• AIM OF THE TASK
The listing should be returned in its entirety, exactly as given.

BEGIN DATASET

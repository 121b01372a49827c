// mot-summary-rs/src/mot_client.rs
//
// HTTP client for the MOT history trade API
//
// This module provides:
// - OAuth2 client-credentials token acquisition
// - Vehicle MOT history retrieval by registration number
// - Error classification that keeps upstream causes out of client responses
//
// Configuration (.env file):
// - MOT_TOKEN_URL: OAuth2 token endpoint
// - MOT_CLIENT_ID / MOT_CLIENT_SECRET: client-credentials pair
// - MOT_SCOPE_URL: scope requested in the token grant
// - MOT_API_KEY: X-Api-Key header value for the history endpoint
// - MOT_API_URL: base URL of the history API (defaults to the gov.uk host)

use reqwest::Client;
use serde::{Deserialize, Serialize};
use std::env;
use std::time::Duration;

/// Timeout applied to every outbound call (token fetch and history GET).
pub const REQUEST_TIMEOUT: Duration = Duration::from_secs(30);

/// Outbound calls are fail-fast: a failed token fetch or history GET is
/// reported, never retried.
pub const MAX_RETRIES: u32 = 0;

const DEFAULT_API_URL: &str = "https://history.mot.api.gov.uk";

// Custom error type for MOT API operations
#[derive(Debug)]
pub enum MotApiError {
    Config(String),   // Missing or malformed credentials in the environment
    Auth(String),     // Token acquisition failed or the token is unusable
    Upstream(String), // History API returned non-2xx or the network failed
    Parse(String),    // Response body did not match the expected shape
}

impl std::fmt::Display for MotApiError {
    fn fmt(&self, f: &mut std::fmt::Formatter<'_>) -> std::fmt::Result {
        match self {
            MotApiError::Config(msg) => write!(f, "Configuration error: {}", msg),
            MotApiError::Auth(msg) => write!(f, "Authentication error: {}", msg),
            MotApiError::Upstream(msg) => write!(f, "Upstream error: {}", msg),
            MotApiError::Parse(msg) => write!(f, "Parse error: {}", msg),
        }
    }
}

impl std::error::Error for MotApiError {}

/// Credentials for the MOT API, loaded once and immutable afterwards.
/// Field values are secrets and must never appear in logs.
#[derive(Debug, Clone)]
pub struct MotCredentials {
    client_id: String,
    client_secret: String,
    scope: String,
    token_url: String,
    api_key: String,
}

impl MotCredentials {
    pub fn new(
        client_id: impl Into<String>,
        client_secret: impl Into<String>,
        scope: impl Into<String>,
        token_url: impl Into<String>,
        api_key: impl Into<String>,
    ) -> Self {
        Self {
            client_id: client_id.into(),
            client_secret: client_secret.into(),
            scope: scope.into(),
            token_url: token_url.into(),
            api_key: api_key.into(),
        }
    }

    /// Load credentials from environment variables.
    pub fn from_env() -> Result<Self, MotApiError> {
        let require = |name: &str| {
            env::var(name)
                .map_err(|_| MotApiError::Config(format!("{} is not set", name)))
        };

        Ok(Self {
            client_id: require("MOT_CLIENT_ID")?,
            client_secret: require("MOT_CLIENT_SECRET")?,
            scope: require("MOT_SCOPE_URL")?,
            token_url: require("MOT_TOKEN_URL")?,
            api_key: require("MOT_API_KEY")?,
        })
    }
}

/// Opaque bearer token for the history API. Fetched fresh for every
/// fetch session, never cached.
#[derive(Debug, Clone)]
pub struct AccessToken(String);

impl AccessToken {
    pub fn new(token: impl Into<String>) -> Self {
        Self(token.into())
    }

    pub fn is_empty(&self) -> bool {
        self.0.is_empty()
    }

    pub fn as_str(&self) -> &str {
        &self.0
    }
}

#[derive(Debug, Serialize)]
struct TokenRequest<'a> {
    client_id: &'a str,
    client_secret: &'a str,
    scope: &'a str,
    grant_type: &'a str,
}

#[derive(Debug, Deserialize)]
struct TokenResponse {
    access_token: Option<String>,
}

/// Vehicle record as returned by the history endpoint. Header fields are
/// optional and default to "Unknown" at render time; individual MOT tests
/// stay raw JSON here so one malformed record can be dropped during
/// validation without failing the whole fetch.
#[derive(Debug, Clone, Default, Deserialize, Serialize)]
#[serde(rename_all = "camelCase", default)]
pub struct VehicleRecord {
    pub registration: Option<String>,
    pub make: Option<String>,
    pub model: Option<String>,
    pub first_used_date: Option<String>,
    pub mot_tests: Vec<serde_json::Value>,
}

#[derive(Debug)]
pub struct MotClient {
    client: Client,
    credentials: MotCredentials,
    base_url: String,
}

impl MotClient {
    /// Creates a client with credentials from the environment.
    pub fn new() -> Result<Self, MotApiError> {
        let credentials = MotCredentials::from_env()?;
        let base_url = env::var("MOT_API_URL").unwrap_or_else(|_| DEFAULT_API_URL.to_string());
        Self::with_credentials(credentials, base_url)
    }

    pub fn with_credentials(
        credentials: MotCredentials,
        base_url: String,
    ) -> Result<Self, MotApiError> {
        let client = Client::builder()
            .timeout(REQUEST_TIMEOUT)
            .build()
            .map_err(|err| MotApiError::Config(format!("failed to build HTTP client: {}", err)))?;

        Ok(Self {
            client,
            credentials,
            base_url,
        })
    }

    /// Exchange client credentials for a bearer token.
    ///
    /// A response without a usable `access_token` field is treated as an
    /// auth failure here rather than handing an empty token to the caller.
    pub async fn obtain_token(&self) -> Result<AccessToken, MotApiError> {
        let body = TokenRequest {
            client_id: &self.credentials.client_id,
            client_secret: &self.credentials.client_secret,
            scope: &self.credentials.scope,
            grant_type: "client_credentials",
        };

        let response = self
            .client
            .post(&self.credentials.token_url)
            .form(&body)
            .send()
            .await
            .map_err(|err| {
                log::error!("Error obtaining access token: {}", err);
                MotApiError::Auth("token request failed".to_string())
            })?;

        let status = response.status();
        if !status.is_success() {
            log::error!("Token endpoint returned status {}", status);
            return Err(MotApiError::Auth(format!(
                "token endpoint returned {}",
                status
            )));
        }

        let token_data: TokenResponse = response.json().await.map_err(|err| {
            log::error!("Failed to parse token response: {}", err);
            MotApiError::Auth("token response was not valid JSON".to_string())
        })?;

        match token_data.access_token {
            Some(token) if !token.is_empty() => Ok(AccessToken::new(token)),
            _ => {
                log::error!("Token response did not contain an access_token");
                Err(MotApiError::Auth(
                    "token response missing access_token".to_string(),
                ))
            }
        }
    }

    /// Fetch the MOT history for a registration number.
    ///
    /// An empty token fails immediately with an auth error; no GET is
    /// attempted.
    pub async fn fetch_vehicle(
        &self,
        registration: &str,
        token: &AccessToken,
    ) -> Result<VehicleRecord, MotApiError> {
        if token.is_empty() {
            log::error!("No access token available. Unable to fetch vehicle data.");
            return Err(MotApiError::Auth("access token is empty".to_string()));
        }

        let url = format!(
            "{}/v1/trade/vehicles/registration/{}",
            self.base_url, registration
        );

        let response = self
            .client
            .get(&url)
            .header("Authorization", format!("Bearer {}", token.as_str()))
            .header("Accept", "application/json")
            .header("X-Api-Key", &self.credentials.api_key)
            .send()
            .await
            .map_err(|err| {
                log::error!("Error fetching vehicle data: {}", err);
                MotApiError::Upstream("vehicle history request failed".to_string())
            })?;

        let status = response.status();
        if !status.is_success() {
            log::error!("Vehicle history endpoint returned status {}", status);
            return Err(MotApiError::Upstream(format!(
                "vehicle history endpoint returned {}",
                status
            )));
        }

        response.json::<VehicleRecord>().await.map_err(|err| {
            log::error!("Failed to parse vehicle history response: {}", err);
            MotApiError::Parse("vehicle history response was not valid JSON".to_string())
        })
    }
}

END DATASET

• SOLUTION TO THIS EXERCISE
repository 121b01372a49827c
// mot-summary-rs/src/mot_client.rs
//
// HTTP client for the MOT history trade API
//
// This module provides:
// - OAuth2 client-credentials token acquisition
// - Vehicle MOT history retrieval by registration number
// - Error classification that keeps upstream causes out of client responses
//
// Configuration (.env file):
// - MOT_TOKEN_URL: OAuth2 token endpoint
// - MOT_CLIENT_ID / MOT_CLIENT_SECRET: client-credentials pair
// - MOT_SCOPE_URL: scope requested in the token grant
// - MOT_API_KEY: X-Api-Key header value for the history endpoint
// - MOT_API_URL: base URL of the history API (defaults to the gov.uk host)

use reqwest::Client;
use serde::{Deserialize, Serialize};
use std::env;
use std::time::Duration;

/// Timeout applied to every outbound call (token fetch and history GET).
pub const REQUEST_TIMEOUT: Duration = Duration::from_secs(30);

/// Outbound calls are fail-fast: a failed token fetch or history GET is
/// reported, never retried.
pub const MAX_RETRIES: u32 = 0;

const DEFAULT_API_URL: &str = "https://history.mot.api.gov.uk";

// Custom error type for MOT API operations
#[derive(Debug)]
pub enum MotApiError {
    Config(String),   // Missing or malformed credentials in the environment
    Auth(String),     // Token acquisition failed or the token is unusable
    Upstream(String), // History API returned non-2xx or the network failed
    Parse(String),    // Response body did not match the expected shape
}

impl std::fmt::Display for MotApiError {
    fn fmt(&self, f: &mut std::fmt::Formatter<'_>) -> std::fmt::Result {
        match self {
            MotApiError::Config(msg) => write!(f, "Configuration error: {}", msg),
            MotApiError::Auth(msg) => write!(f, "Authentication error: {}", msg),
            MotApiError::Upstream(msg) => write!(f, "Upstream error: {}", msg),
            MotApiError::Parse(msg) => write!(f, "Parse error: {}", msg),
        }
    }
}

impl std::error::Error for MotApiError {}

/// Credentials for the MOT API, loaded once and immutable afterwards.
/// Field values are secrets and must never appear in logs.
#[derive(Debug, Clone)]
pub struct MotCredentials {
    client_id: String,
    client_secret: String,
    scope: String,
    token_url: String,
    api_key: String,
}

impl MotCredentials {
    pub fn new(
        client_id: impl Into<String>,
        client_secret: impl Into<String>,
        scope: impl Into<String>,
        token_url: impl Into<String>,
        api_key: impl Into<String>,
    ) -> Self {
        Self {
            client_id: client_id.into(),
            client_secret: client_secret.into(),
            scope: scope.into(),
            token_url: token_url.into(),
            api_key: api_key.into(),
        }
    }

    /// Load credentials from environment variables.
    pub fn from_env() -> Result<Self, MotApiError> {
        let require = |name: &str| {
            env::var(name)
                .map_err(|_| MotApiError::Config(format!("{} is not set", name)))
        };

        Ok(Self {
            client_id: require("MOT_CLIENT_ID")?,
            client_secret: require("MOT_CLIENT_SECRET")?,
            scope: require("MOT_SCOPE_URL")?,
            token_url: require("MOT_TOKEN_URL")?,
            api_key: require("MOT_API_KEY")?,
        })
    }
}

/// Opaque bearer token for the history API. Fetched fresh for every
/// fetch session, never cached.
#[derive(Debug, Clone)]
pub struct AccessToken(String);

impl AccessToken {
    pub fn new(token: impl Into<String>) -> Self {
        Self(token.into())
    }

    pub fn is_empty(&self) -> bool {
        self.0.is_empty()
    }

    pub fn as_str(&self) -> &str {
        &self.0
    }
}

#[derive(Debug, Serialize)]
struct TokenRequest<'a> {
    client_id: &'a str,
    client_secret: &'a str,
    scope: &'a str,
    grant_type: &'a str,
}

#[derive(Debug, Deserialize)]
struct TokenResponse {
    access_token: Option<String>,
}

/// Vehicle record as returned by the history endpoint. Header fields are
/// optional and default to "Unknown" at render time; individual MOT tests
/// stay raw JSON here so one malformed record can be dropped during
/// validation without failing the whole fetch.
#[derive(Debug, Clone, Default, Deserialize, Serialize)]
#[serde(rename_all = "camelCase", default)]
pub struct VehicleRecord {
    pub registration: Option<String>,
    pub make: Option<String>,
    pub model: Option<String>,
    pub first_used_date: Option<String>,
    pub mot_tests: Vec<serde_json::Value>,
}

#[derive(Debug)]
pub struct MotClient {
    client: Client,
    credentials: MotCredentials,
    base_url: String,
}

impl MotClient {
    /// Creates a client with credentials from the environment.
    pub fn new() -> Result<Self, MotApiError> {
        let credentials = MotCredentials::from_env()?;
        let base_url = env::var("MOT_API_URL").unwrap_or_else(|_| DEFAULT_API_URL.to_string());
        Self::with_credentials(credentials, base_url)
    }

    pub fn with_credentials(
        credentials: MotCredentials,
        base_url: String,
    ) -> Result<Self, MotApiError> {
        let client = Client::builder()
            .timeout(REQUEST_TIMEOUT)
            .build()
            .map_err(|err| MotApiError::Config(format!("failed to build HTTP client: {}", err)))?;

        Ok(Self {
            client,
            credentials,
            base_url,
        })
    }

    /// Exchange client credentials for a bearer token.
    ///
    /// A response without a usable `access_token` field is treated as an
    /// auth failure here rather than handing an empty token to the caller.
    pub async fn obtain_token(&self) -> Result<AccessToken, MotApiError> {
        let body = TokenRequest {
            client_id: &self.credentials.client_id,
            client_secret: &self.credentials.client_secret,
            scope: &self.credentials.scope,
            grant_type: "client_credentials",
        };

        let response = self
            .client
            .post(&self.credentials.token_url)
            .form(&body)
            .send()
            .await
            .map_err(|err| {
                log::error!("Error obtaining access token: {}", err);
                MotApiError::Auth("token request failed".to_string())
            })?;

        let status = response.status();
        if !status.is_success() {
            log::error!("Token endpoint returned status {}", status);
            return Err(MotApiError::Auth(format!(
                "token endpoint returned {}",
                status
            )));
        }

        let token_data: TokenResponse = response.json().await.map_err(|err| {
            log::error!("Failed to parse token response: {}", err);
            MotApiError::Auth("token response was not valid JSON".to_string())
        })?;

        match token_data.access_token {
            Some(token) if !token.is_empty() => Ok(AccessToken::new(token)),
            _ => {
                log::error!("Token response did not contain an access_token");
                Err(MotApiError::Auth(
                    "token response missing access_token".to_string(),
                ))
            }
        }
    }

    /// Fetch the MOT history for a registration number.
    ///
    /// An empty token fails immediately with an auth error; no GET is
    /// attempted.
    pub async fn fetch_vehicle(
        &self,
        registration: &str,
        token: &AccessToken,
    ) -> Result<VehicleRecord, MotApiError> {
        if token.is_empty() {
            log::error!("No access token available. Unable to fetch vehicle data.");
            return Err(MotApiError::Auth("access token is empty".to_string()));
        }

        let url = format!(
            "{}/v1/trade/vehicles/registration/{}",
            self.base_url, registration
        );

        let response = self
            .client
            .get(&url)
            .header("Authorization", format!("Bearer {}", token.as_str()))
            .header("Accept", "application/json")
            .header("X-Api-Key", &self.credentials.api_key)
            .send()
            .await
            .map_err(|err| {
                log::error!("Error fetching vehicle data: {}", err);
                MotApiError::Upstream("vehicle history request failed".to_string())
            })?;

        let status = response.status();
        if !status.is_success() {
            log::error!("Vehicle history endpoint returned status {}", status);
            return Err(MotApiError::Upstream(format!(
                "vehicle history endpoint returned {}",
                status
            )));
        }

        response.json::<VehicleRecord>().await.map_err(|err| {
            log::error!("Failed to parse vehicle history response: {}", err);
            MotApiError::Parse("vehicle history response was not valid JSON".to_string())
        })
    }
}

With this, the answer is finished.